With cancer increasing in prevalence and high priorities placed on concurrent oncological and palliative care to help meet the familial, spiritual, and individual needs of stakeholders in cancer, research is needed that assesses the factors that facilitate coping across stakeholders in cancer care. We were interested in synthesizing our understanding of communication and relationships among patients, caregivers, and providers based on the reasoning that illness is relational, but often conceptualized and researched from the individual perspectives of various stakeholders. The current study examined the experiences of relational and communication opportunities and challenges during cancer for current and former family caregivers, cancer survivors, and palliative and oncology health care practitioners. The thematic analysis of 30 semi-structured interviews revealed an overarching theme on the benefits of orienting toward cancer as communal, which was, in turn, facilitated or impeded by four additional themes/sets of behaviors: support, presence, perspective-taking, and reframing hope. Results of a cross-case data matrix analysis reveal that stakeholders in different roles experience qualitative differences in their experience of cancer as communal, isolated, or ambivalent. Implications for education, palliative care, and interventions are discussed.

Acknowledgments

The authors would like to thank the patients, family members, and health care practitioners who selflessly shared their stories on the opportunities and challenges of communicating in the context of cancer. We would also like to thank the editor and anonymous reviewers for their invaluable feedback.

Notes

1. None of the participants were paired, however, we did interview two family members who had provided care for the same patient. These were very different vantage points as one was a husband and one was a son of a woman who died of breast cancer.

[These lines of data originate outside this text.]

use std::time::Duration;

use hmac::{Hmac, Mac};
use sha2::{Digest, Sha256};
use uuid::Uuid;

type HmacSha256 = Hmac<Sha256>;

#[derive(Clone, Debug, PartialEq)]
pub struct TokenClaims {
    pub session_id: String,
    pub user_id: String,
    pub expires_at: i64,
}

/// Issues and checks access tokens of the form
/// `<session id>.<user id>.<expiry>.<hex hmac>`.
#[derive(Clone)]
pub struct SessionSigner {
    key: Vec<u8>,
    ttl: Duration,
}

impl SessionSigner {
    pub fn new(secret: &str, ttl: Duration) -> Self {
        // The HMAC key is the SHA-256 of the secret, never the raw secret.
        let mut hasher = Sha256::new();
        hasher.update(secret.as_bytes());
        Self {
            key: hasher.finalize().to_vec(),
            ttl,
        }
    }

    pub fn issue(&self, user_id: &str, now: i64) -> (String, TokenClaims) {
        let claims = TokenClaims {
            session_id: Uuid::new_v4().to_string(),
            user_id: user_id.to_string(),
            expires_at: now + self.ttl.as_secs() as i64,
        };
        let payload = format!("{}.{}.{}", claims.session_id, claims.user_id, claims.expires_at);
        let signature = hex::encode(self.mac(&payload).finalize().into_bytes());
        (format!("{payload}.{signature}"), claims)
    }

    pub fn verify(&self, token: &str, now: i64) -> Option<TokenClaims> {
        let (payload, signature) = token.rsplit_once('.')?;
        let signature = hex::decode(signature).ok()?;
        self.mac(payload).verify_slice(&signature).ok()?;

        let mut parts = payload.splitn(3, '.');
        let claims = TokenClaims {
            session_id: parts.next()?.to_string(),
            user_id: parts.next()?.to_string(),
            expires_at: parts.next()?.parse().ok()?,
        };
        if claims.expires_at <= now {
            return None;
        }
        Some(claims)
    }

    fn mac(&self, payload: &str) -> HmacSha256 {
        let mut mac = HmacSha256::new_from_slice(&self.key).expect("HMAC takes keys of any size");
        mac.update(payload.as_bytes());
        mac
    }
}

/// Returns `(salt, hash)` for a fresh password, both hex encoded.
pub fn hash_password(password: &str) -> (String, String) {
    let salt = Uuid::new_v4().simple().to_string();
    let hash = hex::encode(password_mac(&salt, password).finalize().into_bytes());
    (salt, hash)
}

pub fn verify_password(password: &str, salt: &str, hash: &str) -> bool {
    match hex::decode(hash) {
        Ok(expected) => password_mac(salt, password).verify_slice(&expected).is_ok(),
        Err(_) => false,
    }
}

fn password_mac(salt: &str, password: &str) -> HmacSha256 {
    let mut mac = HmacSha256::new_from_slice(salt.as_bytes()).expect("HMAC takes keys of any size");
    mac.update(password.as_bytes());
    mac
}

#[cfg(test)]
mod tests {
    use super::*;

    fn signer() -> SessionSigner {
        SessionSigner::new("test-secret", Duration::from_secs(60))
    }

    #[test]
    fn issued_token_verifies() {
        let (token, claims) = signer().issue("user-1", 1_000);
        assert_eq!(signer().verify(&token, 1_000), Some(claims));
    }

    #[test]
    fn expired_token_is_rejected() {
        let (token, _) = signer().issue("user-1", 1_000);
        assert_eq!(signer().verify(&token, 1_060), None);
    }

    #[test]
    fn tampered_token_is_rejected() {
        let (token, _) = signer().issue("user-1", 1_000);
        let forged = token.replacen("user-1", "user-2", 1);
        assert_eq!(signer().verify(&forged, 1_000), None);
        assert_eq!(signer().verify("not-a-token", 1_000), None);
    }

    #[test]
    fn other_secret_is_rejected() {
        let (token, _) = signer().issue("user-1", 1_000);
        let other = SessionSigner::new("other", Duration::from_secs(60));
        assert_eq!(other.verify(&token, 1_000), None);
    }

    #[test]
    fn password_round_trip() {
        let (salt, hash) = hash_password("hunter22");
        assert!(verify_password("hunter22", &salt, &hash));
        assert!(!verify_password("hunter23", &salt, &hash));
        assert!(!verify_password("hunter22", &salt, "zz"));
    }
}
use std::env;
use std::time::Duration;

use thiserror::Error;
use uuid::Uuid;

#[derive(Debug, Error, PartialEq)]
pub enum ConfigError {
    #[error("{name} is not a valid {expected}: {value:?}")]
    Invalid {
        name: &'static str,
        expected: &'static str,
        value: String,
    },
    #[error("{0} must be set when MONGODB_URI is used")]
    Missing(&'static str),
    #[error("{name} must be at most {max}, got {value}")]
    TooLarge {
        name: &'static str,
        max: u64,
        value: u64,
    },
}

/// Upper bound for `SESSION_TTL_SECS`: one year.
pub const MAX_SESSION_TTL_SECS: u64 = 365 * 24 * 60 * 60;

#[derive(Clone, Debug, PartialEq)]
pub enum StoreConfig {
    Mongo { uri: String, database: String },
    Memory,
}

#[derive(Clone, Debug, PartialEq)]
pub struct Config {
    pub bind_addr: String,
    pub port: u16,
    pub store: StoreConfig,
    pub session_secret: String,
    pub session_ttl: Duration,
    pub cors_origin: Option<String>,
}

impl Config {
    pub fn from_env() -> Result<Self, ConfigError> {
        Self::from_lookup(|name| env::var(name).ok())
    }

    pub fn from_lookup(lookup: impl Fn(&str) -> Option<String>) -> Result<Self, ConfigError> {
        let store = match lookup("MONGODB_URI") {
            Some(uri) => StoreConfig::Mongo {
                uri,
                database: lookup("OPENSPLIT_DB").unwrap_or_else(|| "OpenSplit".to_string()),
            },
            None => StoreConfig::Memory,
        };

        let session_secret = match (lookup("SESSION_SECRET"), &store) {
            (Some(secret), _) => secret,
            (None, StoreConfig::Mongo { .. }) => return Err(ConfigError::Missing("SESSION_SECRET")),
            // Sessions of the in-memory store die with the process anyway.
            (None, StoreConfig::Memory) => Uuid::new_v4().to_string(),
        };

        let port = parse_or(&lookup, "PORT", "port number", 8080)?;
        let ttl_secs = parse_or(&lookup, "SESSION_TTL_SECS", "number of seconds", 3600)?;
        if ttl_secs > MAX_SESSION_TTL_SECS {
            return Err(ConfigError::TooLarge {
                name: "SESSION_TTL_SECS",
                max: MAX_SESSION_TTL_SECS,
                value: ttl_secs,
            });
        }

        Ok(Config {
            bind_addr: lookup("BIND_ADDR").unwrap_or_else(|| "0.0.0.0".to_string()),
            port,
            store,
            session_secret,
            session_ttl: Duration::from_secs(ttl_secs),
            cors_origin: lookup("CORS_ORIGIN"),
        })
    }
}

fn parse_or<T: std::str::FromStr>(
    lookup: &impl Fn(&str) -> Option<String>,
    name: &'static str,
    expected: &'static str,
    default: T,
) -> Result<T, ConfigError> {
    match lookup(name) {
        Some(value) => value.parse().map_err(|_| ConfigError::Invalid {
            name,
            expected,
            value,
        }),
        None => Ok(default),
    }
}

2. Nine patients with cancer were in or had been in stage IV cancer (38%), nine patients with cancer were in remission (38%), three had been in stage II cancer (13%), two were in stage III cancer (8%), and one patient with cancer reported being in stage I (4%).

3. The two graduate students have since graduated and one of the faculty members has retired from her faculty position.

Additional information

Funding

This project was supported, in part, by an Enhancing Research Excellence Grant from the College of Arts and Sciences at the University of Nebraska-Lincoln and a Revisions Award from the Office of Research and Economic Development at the University of Nebraska- Lincoln.